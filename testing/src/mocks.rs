//! Recording and failing collaborator doubles.
//!
//! - [`CallLog`]: shared, ordered record of every collaborator call
//! - [`RecordingPaymentService`] / [`RecordingReservationService`]: always succeed
//! - [`FailingPaymentService`] / [`FailingReservationService`]: record, then fail
//!
//! Payment and reservation doubles built from the same [`CallLog`] share one
//! sequence, so tests can assert the order in which they were called.

use cinema_tickets_core::{
    AccountId, Money, PaymentError, ReservationError, SeatReservationService,
    TicketPaymentService,
};
use std::sync::{Arc, Mutex, MutexGuard, PoisonError};
use thiserror::Error;

/// One call made to an external collaborator
#[derive(Clone, Copy, Debug, PartialEq, Eq)]
pub enum CollaboratorCall {
    /// `make_payment` was called
    Payment {
        /// Account charged
        account_id: AccountId,
        /// Amount charged
        total_amount: Money,
    },
    /// `reserve_seat` was called
    Reservation {
        /// Account holding the seats
        account_id: AccountId,
        /// Seats requested
        seats: u32,
    },
}

/// Ordered log of collaborator calls, cheap to clone and share.
#[derive(Clone, Debug, Default)]
pub struct CallLog {
    calls: Arc<Mutex<Vec<CollaboratorCall>>>,
}

impl CallLog {
    /// Create an empty log
    #[must_use]
    pub fn new() -> Self {
        Self::default()
    }

    fn guard(&self) -> MutexGuard<'_, Vec<CollaboratorCall>> {
        self.calls.lock().unwrap_or_else(PoisonError::into_inner)
    }

    /// Append a call
    pub fn record(&self, call: CollaboratorCall) {
        self.guard().push(call);
    }

    /// Snapshot of every call so far, in order
    #[must_use]
    pub fn calls(&self) -> Vec<CollaboratorCall> {
        self.guard().clone()
    }

    /// Number of calls recorded
    #[must_use]
    pub fn len(&self) -> usize {
        self.guard().len()
    }

    /// True if no collaborator has been called
    #[must_use]
    pub fn is_empty(&self) -> bool {
        self.guard().is_empty()
    }

    /// Payment calls only
    #[must_use]
    pub fn payments(&self) -> Vec<(AccountId, Money)> {
        self.guard()
            .iter()
            .filter_map(|call| match *call {
                CollaboratorCall::Payment {
                    account_id,
                    total_amount,
                } => Some((account_id, total_amount)),
                CollaboratorCall::Reservation { .. } => None,
            })
            .collect()
    }

    /// Reservation calls only
    #[must_use]
    pub fn reservations(&self) -> Vec<(AccountId, u32)> {
        self.guard()
            .iter()
            .filter_map(|call| match *call {
                CollaboratorCall::Reservation { account_id, seats } => Some((account_id, seats)),
                CollaboratorCall::Payment { .. } => None,
            })
            .collect()
    }

    /// Forget all recorded calls
    pub fn clear(&self) {
        self.guard().clear();
    }
}

/// Error produced by the failing doubles
#[derive(Error, Debug, Clone, PartialEq, Eq)]
#[error("{0}")]
pub struct SimulatedFailure(pub String);

/// Payment service that records each call and always succeeds
#[derive(Clone, Debug, Default)]
pub struct RecordingPaymentService {
    log: CallLog,
}

impl RecordingPaymentService {
    /// Record into `log`
    #[must_use]
    pub const fn new(log: CallLog) -> Self {
        Self { log }
    }
}

impl TicketPaymentService for RecordingPaymentService {
    fn make_payment(&self, account_id: AccountId, total_amount: Money) -> Result<(), PaymentError> {
        self.log.record(CollaboratorCall::Payment {
            account_id,
            total_amount,
        });
        Ok(())
    }
}

/// Reservation service that records each call and always succeeds
#[derive(Clone, Debug, Default)]
pub struct RecordingReservationService {
    log: CallLog,
}

impl RecordingReservationService {
    /// Record into `log`
    #[must_use]
    pub const fn new(log: CallLog) -> Self {
        Self { log }
    }
}

impl SeatReservationService for RecordingReservationService {
    fn reserve_seat(&self, account_id: AccountId, seats: u32) -> Result<(), ReservationError> {
        self.log
            .record(CollaboratorCall::Reservation { account_id, seats });
        Ok(())
    }
}

/// Payment service that records the attempt and then fails with `message`
#[derive(Clone, Debug)]
pub struct FailingPaymentService {
    log: CallLog,
    message: String,
}

impl FailingPaymentService {
    /// Fail every payment with `message`
    #[must_use]
    pub fn new(log: CallLog, message: impl Into<String>) -> Self {
        Self {
            log,
            message: message.into(),
        }
    }
}

impl TicketPaymentService for FailingPaymentService {
    fn make_payment(&self, account_id: AccountId, total_amount: Money) -> Result<(), PaymentError> {
        self.log.record(CollaboratorCall::Payment {
            account_id,
            total_amount,
        });
        Err(PaymentError::new(SimulatedFailure(self.message.clone())))
    }
}

/// Reservation service that records the attempt and then fails with `message`
#[derive(Clone, Debug)]
pub struct FailingReservationService {
    log: CallLog,
    message: String,
}

impl FailingReservationService {
    /// Fail every reservation with `message`
    #[must_use]
    pub fn new(log: CallLog, message: impl Into<String>) -> Self {
        Self {
            log,
            message: message.into(),
        }
    }
}

impl SeatReservationService for FailingReservationService {
    fn reserve_seat(&self, account_id: AccountId, seats: u32) -> Result<(), ReservationError> {
        self.log
            .record(CollaboratorCall::Reservation { account_id, seats });
        Err(ReservationError::new(SimulatedFailure(self.message.clone())))
    }
}

#[cfg(test)]
#[allow(clippy::unwrap_used)]
mod tests {
    use super::*;

    #[test]
    fn test_shared_log_keeps_order() {
        let log = CallLog::new();
        let payments = RecordingPaymentService::new(log.clone());
        let reservations = RecordingReservationService::new(log.clone());
        let account = AccountId::try_from(9).unwrap();

        reservations.reserve_seat(account, 2).unwrap();
        payments.make_payment(account, Money::from_pounds(50)).unwrap();

        assert_eq!(
            log.calls(),
            vec![
                CollaboratorCall::Reservation {
                    account_id: account,
                    seats: 2
                },
                CollaboratorCall::Payment {
                    account_id: account,
                    total_amount: Money::from_pounds(50)
                },
            ]
        );
        assert_eq!(log.payments(), vec![(account, Money::from_pounds(50))]);
        assert_eq!(log.reservations(), vec![(account, 2)]);

        log.clear();
        assert!(log.is_empty());
    }

    #[test]
    fn test_failing_doubles_record_then_fail() {
        let log = CallLog::new();
        let account = AccountId::try_from(1).unwrap();

        let error = FailingPaymentService::new(log.clone(), "card declined")
            .make_payment(account, Money::from_pounds(25))
            .unwrap_err();
        assert_eq!(error.to_string(), "card declined");

        let error = FailingReservationService::new(log.clone(), "screen full")
            .reserve_seat(account, 1)
            .unwrap_err();
        assert_eq!(error.to_string(), "screen full");

        assert_eq!(log.len(), 2);
    }
}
_ _ _ _ _ _ _
▶ **Problem**:
Return each line of the data above that includes the word "calls".

▶ **Your solution**:
/// Ordered log of collaborator calls, cheap to clone and share.
    calls: Arc<Mutex<Vec<CollaboratorCall>>>,
        self.calls.lock().unwrap_or_else(PoisonError::into_inner)
    pub fn calls(&self) -> Vec<CollaboratorCall> {
    /// Number of calls recorded
    /// Payment calls only
    /// Reservation calls only
    /// Forget all recorded calls
            log.calls(),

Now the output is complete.